### The problem:
The answer must be one number: the count of lines in the data below that include "reason".

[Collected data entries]

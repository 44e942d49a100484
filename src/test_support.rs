//! In-memory doubles of the service seams, for integration tests.
//!
//! Enabled through the `test-support` feature so the HTTP surface can be
//! driven without Postgres or the neighbouring services.

use std::{
    collections::{HashMap, HashSet},
    sync::{Arc, Mutex, MutexGuard, PoisonError},
    time::Duration,
};

use async_trait::async_trait;
use chrono::Utc;
use rust_decimal::Decimal;

use crate::{
    clients::{
        catalog::{CatalogClient, CatalogError, CatalogSnapshot},
        identity::{Identity, IdentityError, IdentityVerifier},
        inventory::{InventoryClient, InventoryError},
    },
    dto::orders::OrderWithItems,
    error::{AppError, AppResult},
    models::{Order, OrderItem, OrderStatus},
    routes::params::SortOrder,
    state::AppState,
    store::{NewOrder, OrderFilter, OrderPage, OrderStore},
};

fn lock<T>(mutex: &Mutex<T>) -> MutexGuard<'_, T> {
    mutex.lock().unwrap_or_else(PoisonError::into_inner)
}

#[derive(Default)]
struct StoreInner {
    orders: Vec<Order>,
    items: Vec<OrderItem>,
    next_order_id: i32,
    next_item_id: i32,
}

/// Order store kept in a `Vec`, with an optional forced failure on create.
#[derive(Default)]
pub struct InMemoryOrderStore {
    inner: Mutex<StoreInner>,
    fail_creates: Mutex<bool>,
}

impl InMemoryOrderStore {
    pub fn new() -> Self {
        Self::default()
    }

    /// Make every later `create_order` fail like a lost database connection.
    pub fn fail_creates(&self) {
        *lock(&self.fail_creates) = true;
    }

    pub fn order_count(&self) -> usize {
        lock(&self.inner).orders.len()
    }

    pub fn item_count(&self) -> usize {
        lock(&self.inner).items.len()
    }

    fn with_items(inner: &StoreInner, order: &Order) -> OrderWithItems {
        OrderWithItems {
            order: order.clone(),
            items: inner
                .items
                .iter()
                .filter(|item| item.order_id == order.id)
                .cloned()
                .collect(),
        }
    }
}

#[async_trait]
impl OrderStore for InMemoryOrderStore {
    async fn create_order(&self, new_order: NewOrder) -> AppResult<OrderWithItems> {
        if *lock(&self.fail_creates) {
            return Err(AppError::Internal(anyhow::anyhow!("store offline")));
        }
        if new_order.lines.is_empty() {
            return Err(AppError::BadRequest(
                "Order must contain at least one item".into(),
            ));
        }

        let mut inner = lock(&self.inner);
        let now = Utc::now();
        inner.next_order_id += 1;
        let order = Order {
            id: inner.next_order_id,
            user_id: new_order.user_id,
            status: OrderStatus::Pending,
            total_amount: new_order.total_amount,
            shipping_address: new_order.shipping_address,
            created_at: now,
            updated_at: now,
        };

        let mut items = Vec::with_capacity(new_order.lines.len());
        for line in new_order.lines {
            inner.next_item_id += 1;
            items.push(OrderItem {
                id: inner.next_item_id,
                order_id: order.id,
                product_id: line.product_id,
                quantity: line.quantity,
                price: line.unit_price,
                created_at: now,
            });
        }

        inner.orders.push(order.clone());
        inner.items.extend(items.iter().cloned());
        Ok(OrderWithItems { order, items })
    }

    async fn list_orders(&self, user_id: i32, filter: &OrderFilter) -> AppResult<OrderPage> {
        let inner = lock(&self.inner);
        let mut matching: Vec<&Order> = inner
            .orders
            .iter()
            .filter(|o| o.user_id == user_id)
            .filter(|o| filter.status.is_none_or(|status| o.status == status))
            .collect();
        matching.sort_by_key(|o| (o.created_at, o.id));
        if matches!(filter.sort_order, SortOrder::Desc) {
            matching.reverse();
        }

        let total = matching.len() as i64;
        let orders = matching
            .into_iter()
            .skip(filter.offset.max(0) as usize)
            .take(filter.limit.max(0) as usize)
            .map(|o| Self::with_items(&inner, o))
            .collect();
        Ok(OrderPage { orders, total })
    }

    async fn find_order(&self, user_id: i32, order_id: i32) -> AppResult<Option<OrderWithItems>> {
        let inner = lock(&self.inner);
        Ok(inner
            .orders
            .iter()
            .find(|o| o.id == order_id && o.user_id == user_id)
            .map(|o| Self::with_items(&inner, o)))
    }

    async fn update_status(
        &self,
        user_id: i32,
        order_id: i32,
        status: OrderStatus,
    ) -> AppResult<Option<Order>> {
        let mut inner = lock(&self.inner);
        let Some(order) = inner
            .orders
            .iter_mut()
            .find(|o| o.id == order_id && o.user_id == user_id)
        else {
            return Ok(None);
        };
        order.status = status;
        order.updated_at = Utc::now();
        Ok(Some(order.clone()))
    }
}

/// Catalog answering from a fixed product table.
#[derive(Default)]
pub struct StaticCatalog {
    products: HashMap<i32, CatalogSnapshot>,
    unavailable: HashSet<i32>,
    delays: HashMap<i32, Duration>,
    calls: Mutex<Vec<i32>>,
}

impl StaticCatalog {
    pub fn new() -> Self {
        Self::default()
    }

    pub fn with_product(mut self, product_id: i32, name: &str, price: Decimal, stock: i32) -> Self {
        self.products.insert(
            product_id,
            CatalogSnapshot {
                product_id,
                name: name.to_string(),
                unit_price: price,
                available_stock: stock,
            },
        );
        self
    }

    /// Lookups of `product_id` fail as if the catalog could not be reached.
    pub fn with_outage(mut self, product_id: i32) -> Self {
        self.unavailable.insert(product_id);
        self
    }

    /// Lookups of `product_id` answer only after `delay`.
    pub fn with_delay(mut self, product_id: i32, delay: Duration) -> Self {
        self.delays.insert(product_id, delay);
        self
    }

    pub fn calls(&self) -> Vec<i32> {
        lock(&self.calls).clone()
    }
}

#[async_trait]
impl CatalogClient for StaticCatalog {
    async fn fetch(&self, product_id: i32) -> Result<CatalogSnapshot, CatalogError> {
        lock(&self.calls).push(product_id);
        if let Some(delay) = self.delays.get(&product_id) {
            tokio::time::sleep(*delay).await;
        }
        if self.unavailable.contains(&product_id) {
            return Err(CatalogError::Unavailable {
                product_id,
                reason: "connection refused".into(),
            });
        }
        self.products
            .get(&product_id)
            .cloned()
            .ok_or(CatalogError::NotFound(product_id))
    }
}

/// Identity check backed by a token table.
#[derive(Default)]
pub struct StaticIdentity {
    tokens: HashMap<String, Identity>,
}

impl StaticIdentity {
    pub fn new() -> Self {
        Self::default()
    }

    pub fn with_token(mut self, token: &str, user_id: i32, email: &str) -> Self {
        self.tokens.insert(
            token.to_string(),
            Identity {
                user_id,
                email: email.to_string(),
            },
        );
        self
    }
}

#[async_trait]
impl IdentityVerifier for StaticIdentity {
    async fn verify(&self, token: &str) -> Result<Identity, IdentityError> {
        self.tokens
            .get(token)
            .cloned()
            .ok_or_else(|| IdentityError::Rejected("unknown token".into()))
    }
}

/// One call observed by [`RecordingInventory`].
#[derive(Debug, Clone, Copy, PartialEq, Eq)]
pub enum InventoryCall {
    Reserve { product_id: i32, quantity: i32 },
    Release { product_id: i32, quantity: i32 },
}

/// Inventory that records every call and rejects configured products.
#[derive(Default)]
pub struct RecordingInventory {
    rejected: HashSet<i32>,
    timing_out: HashSet<i32>,
    calls: Mutex<Vec<InventoryCall>>,
}

impl RecordingInventory {
    pub fn new() -> Self {
        Self::default()
    }

    pub fn rejecting(mut self, product_id: i32) -> Self {
        self.rejected.insert(product_id);
        self
    }

    /// Reserve `product_id` but answer as if the response never arrived.
    pub fn timing_out(mut self, product_id: i32) -> Self {
        self.timing_out.insert(product_id);
        self
    }

    pub fn calls(&self) -> Vec<InventoryCall> {
        lock(&self.calls).clone()
    }
}

#[async_trait]
impl InventoryClient for RecordingInventory {
    async fn reserve(&self, product_id: i32, quantity: i32) -> Result<(), InventoryError> {
        if self.rejected.contains(&product_id) {
            return Err(InventoryError::Rejected {
                product_id,
                reason: "insufficient inventory".into(),
            });
        }
        lock(&self.calls).push(InventoryCall::Reserve {
            product_id,
            quantity,
        });
        if self.timing_out.contains(&product_id) {
            return Err(InventoryError::Unavailable {
                product_id,
                reason: "timed out".into(),
            });
        }
        Ok(())
    }

    async fn release(&self, product_id: i32, quantity: i32) -> Result<(), InventoryError> {
        lock(&self.calls).push(InventoryCall::Release {
            product_id,
            quantity,
        });
        Ok(())
    }
}

/// Assemble an [`AppState`] from in-memory parts.
pub fn state_with(
    store: Arc<InMemoryOrderStore>,
    catalog: Arc<StaticCatalog>,
    identity: Arc<StaticIdentity>,
    inventory: Option<Arc<RecordingInventory>>,
    lookup_concurrency: usize,
) -> AppState {
    AppState {
        store,
        catalog,
        identity,
        inventory: inventory.map(|inv| inv as Arc<dyn InventoryClient>),
        lookup_concurrency,
    }
}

### Reply:
3